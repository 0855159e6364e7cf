//! Main orchestrator for pipeline execution.
//!
//! Drives the fixed four-stage analysis pipeline, applying the retry
//! policy to each stage and reporting stage and run outcomes to the
//! metrics store.

use std::future::Future;
use std::sync::Arc;
use std::time::{Duration, Instant};

use anyhow::Result;
use thiserror::Error;
use tokio::time::timeout;
use tracing::{error, info, instrument};

use crate::adapters::ModelBackend;
use crate::config::Config;
use crate::domain::{AnalysisResult, RunStatus, StepOutcome};

use super::metrics::{ExecutionHandle, MetricsStore};
use super::retry::RetryPolicy;

/// Stage names as they appear in telemetry
pub const STAGE_TOKENIZATION: &str = "tokenization";
pub const STAGE_EMBEDDING: &str = "embedding_generation";
pub const STAGE_SENTIMENT: &str = "sentiment_analysis";
pub const STAGE_POST_PROCESSING: &str = "post_processing";

/// A stage's underlying operation failed after exhausting its retry
/// attempts. Aborts the run; stages after the failing one never execute.
#[derive(Debug, Error)]
#[error("stage '{stage}' failed: {source}")]
pub struct StageError {
    /// Name of the failing stage
    pub stage: &'static str,

    /// Root cause from the last attempt
    #[source]
    pub source: anyhow::Error,
}

/// Fixed-sequence pipeline execution engine
pub struct Orchestrator {
    backend: Arc<dyn ModelBackend>,
    retry: RetryPolicy,
    metrics: MetricsStore,
    stage_timeout: Duration,
}

impl Orchestrator {
    /// Create an orchestrator from configuration
    pub fn new(backend: Arc<dyn ModelBackend>, config: &Config, metrics: MetricsStore) -> Self {
        Self {
            backend,
            retry: config.retry.policy(),
            metrics,
            stage_timeout: Duration::from_secs(config.pipeline.stage_timeout_seconds),
        }
    }

    /// The telemetry store this orchestrator reports into
    pub fn metrics(&self) -> &MetricsStore {
        &self.metrics
    }

    /// Run the full pipeline against one input.
    ///
    /// Stages execute strictly in order: tokenization, embedding
    /// generation, sentiment analysis, post-processing. The first stage
    /// to fail terminally aborts the run; the error is recorded into the
    /// metrics store and returned unchanged.
    #[instrument(skip(self, text), fields(backend = self.backend.name()))]
    pub async fn process(&self, text: &str) -> Result<AnalysisResult, StageError> {
        let mut run = self.metrics.start_execution(text);
        info!(run_id = %run.id(), "starting pipeline run");

        match self.run_stages(&mut run, text).await {
            Ok(analysis) => {
                let record = self
                    .metrics
                    .finish_execution(run, RunStatus::Success, None);
                info!(
                    run_id = %record.id,
                    duration_s = record.duration_seconds.unwrap_or(0.0),
                    "pipeline run completed"
                );
                Ok(analysis)
            }
            Err(e) => {
                error!(run_id = %run.id(), stage = e.stage, error = %e.source, "pipeline run failed");
                self.metrics
                    .finish_execution(run, RunStatus::Failure, Some(e.to_string()));
                Err(e)
            }
        }
    }

    async fn run_stages(
        &self,
        run: &mut ExecutionHandle,
        text: &str,
    ) -> Result<AnalysisResult, StageError> {
        let backend = Arc::clone(&self.backend);

        let tokens = self
            .run_stage(run, STAGE_TOKENIZATION, || backend.tokenize(text))
            .await?;

        let embedding = self
            .run_stage(run, STAGE_EMBEDDING, || backend.embed(&tokens))
            .await?;

        // Classification operates on the raw input, not the tokens
        let classification = self
            .run_stage(run, STAGE_SENTIMENT, || backend.classify(text))
            .await?;

        self.run_stage(run, STAGE_POST_PROCESSING, || async {
            Ok(AnalysisResult::assemble(
                text,
                &tokens,
                &embedding,
                &classification,
            ))
        })
        .await
    }

    /// Execute one stage through the retry policy and record its outcome.
    ///
    /// The recorded duration is the wall time of the whole invocation,
    /// retries and backoff sleeps included; only the final post-retry
    /// outcome enters the telemetry.
    async fn run_stage<T, F, Fut>(
        &self,
        run: &mut ExecutionHandle,
        stage: &'static str,
        mut op: F,
    ) -> Result<T, StageError>
    where
        F: FnMut() -> Fut,
        Fut: Future<Output = Result<T>>,
    {
        let stage_timeout = self.stage_timeout;
        let started = Instant::now();

        let outcome = self
            .retry
            .execute(|attempt| {
                let fut = op();
                async move {
                    match timeout(stage_timeout, fut).await {
                        Ok(result) => result,
                        Err(_) => anyhow::bail!(
                            "stage '{}' attempt {} timed out after {:?}",
                            stage,
                            attempt,
                            stage_timeout
                        ),
                    }
                }
            })
            .await;

        let duration = started.elapsed().as_secs_f64();

        match outcome {
            Ok(value) => {
                self.metrics
                    .record_step(run, stage, duration, StepOutcome::Success);
                Ok(value)
            }
            Err(source) => {
                self.metrics
                    .record_step(run, stage, duration, StepOutcome::Failure);
                Err(StageError { stage, source })
            }
        }
    }
}

#[cfg(test)]
mod tests {
    use super::*;
    use async_trait::async_trait;

    use crate::domain::{Classification, Embedding, TokenSequence};

    struct StubBackend;

    #[async_trait]
    impl ModelBackend for StubBackend {
        fn name(&self) -> &str {
            "stub"
        }

        async fn tokenize(&self, text: &str) -> Result<TokenSequence> {
            Ok(TokenSequence::new(
                text.split_whitespace().map(|_| 0).collect(),
            ))
        }

        async fn embed(&self, _tokens: &TokenSequence) -> Result<Embedding> {
            Ok(Embedding::new(vec![0.0; 8]))
        }

        async fn classify(&self, _text: &str) -> Result<Classification> {
            Ok(Classification::new("POSITIVE", 0.9))
        }

        async fn health_check(&self) -> Result<()> {
            Ok(())
        }
    }

    #[tokio::test]
    async fn test_stages_execute_in_order() {
        let config = Config::default();
        let orchestrator =
            Orchestrator::new(Arc::new(StubBackend), &config, MetricsStore::new());

        let result = orchestrator.process("one two three").await.unwrap();
        assert_eq!(result.token_count, 3);
        assert_eq!(result.embedding_dim, 8);

        let history = orchestrator.metrics().execution_history();
        let names: Vec<&str> = history[0].steps.iter().map(|s| s.name.as_str()).collect();
        assert_eq!(
            names,
            vec![
                STAGE_TOKENIZATION,
                STAGE_EMBEDDING,
                STAGE_SENTIMENT,
                STAGE_POST_PROCESSING
            ]
        );
    }
}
┄┄┄┄┄┄┄┄┄┄┄┄┄┄┄┄┄┄┄┄
[Activity] Retype the entries above exactly as they appear.

[Exercise answer]
repository 0855159e6364e7cf
//! Main orchestrator for pipeline execution.
//!
//! Drives the fixed four-stage analysis pipeline, applying the retry
//! policy to each stage and reporting stage and run outcomes to the
//! metrics store.

use std::future::Future;
use std::sync::Arc;
use std::time::{Duration, Instant};

use anyhow::Result;
use thiserror::Error;
use tokio::time::timeout;
use tracing::{error, info, instrument};

use crate::adapters::ModelBackend;
use crate::config::Config;
use crate::domain::{AnalysisResult, RunStatus, StepOutcome};

use super::metrics::{ExecutionHandle, MetricsStore};
use super::retry::RetryPolicy;

/// Stage names as they appear in telemetry
pub const STAGE_TOKENIZATION: &str = "tokenization";
pub const STAGE_EMBEDDING: &str = "embedding_generation";
pub const STAGE_SENTIMENT: &str = "sentiment_analysis";
pub const STAGE_POST_PROCESSING: &str = "post_processing";

/// A stage's underlying operation failed after exhausting its retry
/// attempts. Aborts the run; stages after the failing one never execute.
#[derive(Debug, Error)]
#[error("stage '{stage}' failed: {source}")]
pub struct StageError {
    /// Name of the failing stage
    pub stage: &'static str,

    /// Root cause from the last attempt
    #[source]
    pub source: anyhow::Error,
}

/// Fixed-sequence pipeline execution engine
pub struct Orchestrator {
    backend: Arc<dyn ModelBackend>,
    retry: RetryPolicy,
    metrics: MetricsStore,
    stage_timeout: Duration,
}

impl Orchestrator {
    /// Create an orchestrator from configuration
    pub fn new(backend: Arc<dyn ModelBackend>, config: &Config, metrics: MetricsStore) -> Self {
        Self {
            backend,
            retry: config.retry.policy(),
            metrics,
            stage_timeout: Duration::from_secs(config.pipeline.stage_timeout_seconds),
        }
    }

    /// The telemetry store this orchestrator reports into
    pub fn metrics(&self) -> &MetricsStore {
        &self.metrics
    }

    /// Run the full pipeline against one input.
    ///
    /// Stages execute strictly in order: tokenization, embedding
    /// generation, sentiment analysis, post-processing. The first stage
    /// to fail terminally aborts the run; the error is recorded into the
    /// metrics store and returned unchanged.
    #[instrument(skip(self, text), fields(backend = self.backend.name()))]
    pub async fn process(&self, text: &str) -> Result<AnalysisResult, StageError> {
        let mut run = self.metrics.start_execution(text);
        info!(run_id = %run.id(), "starting pipeline run");

        match self.run_stages(&mut run, text).await {
            Ok(analysis) => {
                let record = self
                    .metrics
                    .finish_execution(run, RunStatus::Success, None);
                info!(
                    run_id = %record.id,
                    duration_s = record.duration_seconds.unwrap_or(0.0),
                    "pipeline run completed"
                );
                Ok(analysis)
            }
            Err(e) => {
                error!(run_id = %run.id(), stage = e.stage, error = %e.source, "pipeline run failed");
                self.metrics
                    .finish_execution(run, RunStatus::Failure, Some(e.to_string()));
                Err(e)
            }
        }
    }

    async fn run_stages(
        &self,
        run: &mut ExecutionHandle,
        text: &str,
    ) -> Result<AnalysisResult, StageError> {
        let backend = Arc::clone(&self.backend);

        let tokens = self
            .run_stage(run, STAGE_TOKENIZATION, || backend.tokenize(text))
            .await?;

        let embedding = self
            .run_stage(run, STAGE_EMBEDDING, || backend.embed(&tokens))
            .await?;

        // Classification operates on the raw input, not the tokens
        let classification = self
            .run_stage(run, STAGE_SENTIMENT, || backend.classify(text))
            .await?;

        self.run_stage(run, STAGE_POST_PROCESSING, || async {
            Ok(AnalysisResult::assemble(
                text,
                &tokens,
                &embedding,
                &classification,
            ))
        })
        .await
    }

    /// Execute one stage through the retry policy and record its outcome.
    ///
    /// The recorded duration is the wall time of the whole invocation,
    /// retries and backoff sleeps included; only the final post-retry
    /// outcome enters the telemetry.
    async fn run_stage<T, F, Fut>(
        &self,
        run: &mut ExecutionHandle,
        stage: &'static str,
        mut op: F,
    ) -> Result<T, StageError>
    where
        F: FnMut() -> Fut,
        Fut: Future<Output = Result<T>>,
    {
        let stage_timeout = self.stage_timeout;
        let started = Instant::now();

        let outcome = self
            .retry
            .execute(|attempt| {
                let fut = op();
                async move {
                    match timeout(stage_timeout, fut).await {
                        Ok(result) => result,
                        Err(_) => anyhow::bail!(
                            "stage '{}' attempt {} timed out after {:?}",
                            stage,
                            attempt,
                            stage_timeout
                        ),
                    }
                }
            })
            .await;

        let duration = started.elapsed().as_secs_f64();

        match outcome {
            Ok(value) => {
                self.metrics
                    .record_step(run, stage, duration, StepOutcome::Success);
                Ok(value)
            }
            Err(source) => {
                self.metrics
                    .record_step(run, stage, duration, StepOutcome::Failure);
                Err(StageError { stage, source })
            }
        }
    }
}

#[cfg(test)]
mod tests {
    use super::*;
    use async_trait::async_trait;

    use crate::domain::{Classification, Embedding, TokenSequence};

    struct StubBackend;

    #[async_trait]
    impl ModelBackend for StubBackend {
        fn name(&self) -> &str {
            "stub"
        }

        async fn tokenize(&self, text: &str) -> Result<TokenSequence> {
            Ok(TokenSequence::new(
                text.split_whitespace().map(|_| 0).collect(),
            ))
        }

        async fn embed(&self, _tokens: &TokenSequence) -> Result<Embedding> {
            Ok(Embedding::new(vec![0.0; 8]))
        }

        async fn classify(&self, _text: &str) -> Result<Classification> {
            Ok(Classification::new("POSITIVE", 0.9))
        }

        async fn health_check(&self) -> Result<()> {
            Ok(())
        }
    }

    #[tokio::test]
    async fn test_stages_execute_in_order() {
        let config = Config::default();
        let orchestrator =
            Orchestrator::new(Arc::new(StubBackend), &config, MetricsStore::new());

        let result = orchestrator.process("one two three").await.unwrap();
        assert_eq!(result.token_count, 3);
        assert_eq!(result.embedding_dim, 8);

        let history = orchestrator.metrics().execution_history();
        let names: Vec<&str> = history[0].steps.iter().map(|s| s.name.as_str()).collect();
        assert_eq!(
            names,
            vec![
                STAGE_TOKENIZATION,
                STAGE_EMBEDDING,
                STAGE_SENTIMENT,
                STAGE_POST_PROCESSING
            ]
        );
    }
}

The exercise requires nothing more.